# Performance comparison

In this notebook, we will train logistic regression, naive bayes, and decision tree on the same data. We will compare their performance in terms of the final score but also the time it takes to train the models. We vary the amount of weeks and the preprocessing steps and observe the scores.

In [1]:
import sys
from timeit import default_timer as timer
sys.path.append('../scripts')

import numpy as np
import pandas as pd
import helpers_models as hm
from transforms import *
from sklearn.pipeline import Pipeline
from sklearn.model_selection import train_test_split
from sklearn.metrics import classification_report, f1_score
from sklearn.tree import DecisionTreeClassifier
from sklearn.naive_bayes import GaussianNB
from sklearn.linear_model import LogisticRegression
from sklearn.feature_selection import SelectFromModel

## Data

Let's prepare the data sample we will train and test on.
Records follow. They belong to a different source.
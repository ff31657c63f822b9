use crate::renderer::FrameBuffer;

/// Decoded frame travelling from the decoder thread to the player.
#[derive(Clone, Debug)]
pub struct FrameData {
    /// 1-based, same numbering as the on-disk `frame<N>` files.
    pub index: u64,
    pub frame: FrameBuffer,
}

impl FrameData {
    pub fn new(index: u64, frame: FrameBuffer) -> Self {
        Self { index, frame }
    }
}
use anyhow::{Context, Result};
use env_logger::{Builder, Env, Target};
use std::fs::File;
use std::io::Write;

pub const LOG_ENV: &str = "TMV_LOG";
pub const LOG_FILE_ENV: &str = "TMV_LOG_FILE";
const DEFAULT_LOG_FILE: &str = "debug.log";

/// Installs the file logger when `TMV_LOG` is set (an env_logger filter such
/// as `debug` or `tmv=trace`). The terminal belongs to the renderer, so
/// records never go to stdout or stderr. Returns whether a logger was
/// installed.
pub fn init() -> Result<bool> {
    if std::env::var_os(LOG_ENV).is_none() {
        return Ok(false);
    }

    let path = std::env::var(LOG_FILE_ENV).unwrap_or_else(|_| DEFAULT_LOG_FILE.to_string());
    let file = File::create(&path).with_context(|| format!("failed to create log file {}", path))?;

    Builder::from_env(Env::new().filter(LOG_ENV))
        .format(|buf, record| {
            writeln!(
                buf,
                "[{}] [{}] {}",
                chrono::Local::now().format("%Y-%m-%d %H:%M:%S%.3f"),
                record.level(),
                record.args()
            )
        })
        .target(Target::Pipe(Box::new(file)))
        .try_init()
        .context("logger already initialised")?;

    log::info!("logging to {}", path);
    Ok(true)
}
We want to use the same data for all models.

In [2]:
data = pd.read_hdf('../data/pivot_numbers_only.h5', 'data')

In [3]:
target_week = data['tweets'].columns.max()
target_week

36

In [4]:
data = hm.make_target(data, target_week)

Before training, let's balance the dataset.

In [5]:
data = hm.balance_data(data)

In [6]:
data.shape

(1912360, 53)

## Evaluation function

Now we want to define a function that allows us to easily configure the parameters and train all 3 classifiers. The function should accept a dataset, a set of parameters, and return the resulting scores (F1 scores) of all 3 classifiers. It should also allow the time it takes to train the classifiers.

In [7]:
def evaluate(data, first_week, normalize=False, decay=False):
    # split to train and test
    train, test = train_test_split(data)
    
    # pipeline
    pipe = Pipeline([
        ('weeks', WeeksLimiter(first_week, target_week)),
        ('normal', Normalizer(skip=not normalize)),
        ('decay', TimeDecayApplier(target_week, skip=not decay))
    ])
    
    # split data
    train_target = train.target
    test_target = test.target
    train = train.drop('target', axis=1)
    test = test.drop('target', axis=1)
    
    print('Training on', train.shape[0], 'samples')
    
    # apply pipeline
    pipe.fit(train, train_target)
    train = pipe.transform(train)
    test = pipe.transform(test)
    
    # classifiers
    logistic = LogisticRegression()
    bayes = GaussianNB()
    tree = DecisionTreeClassifier()
    
    # train
    print('Training logistic regression')
    start = timer()
    logistic.fit(train, train_target)
    end = timer()
    logistic_time = end - start
    
    print('Training naive bayes')
    start = timer()
    bayes.fit(train, train_target)
    end = timer()
    bayes_time = end - start
    
    print('Training decision tree')
    start = timer()
    tree.fit(train, train_target)
    end = timer()
    tree_time = end - start
    
    # predict
    logistic_score = f1_score(test_target, logistic.predict(test))
    bayes_score = f1_score(test_target, bayes.predict(test))
    tree_score = f1_score(test_target, tree.predict(test))
    
    # return
    return logistic_time, logistic_score, bayes_time, bayes_score, tree_time, tree_score

## Previous conclusion

This was the conclusion before writing the `evaluate` function.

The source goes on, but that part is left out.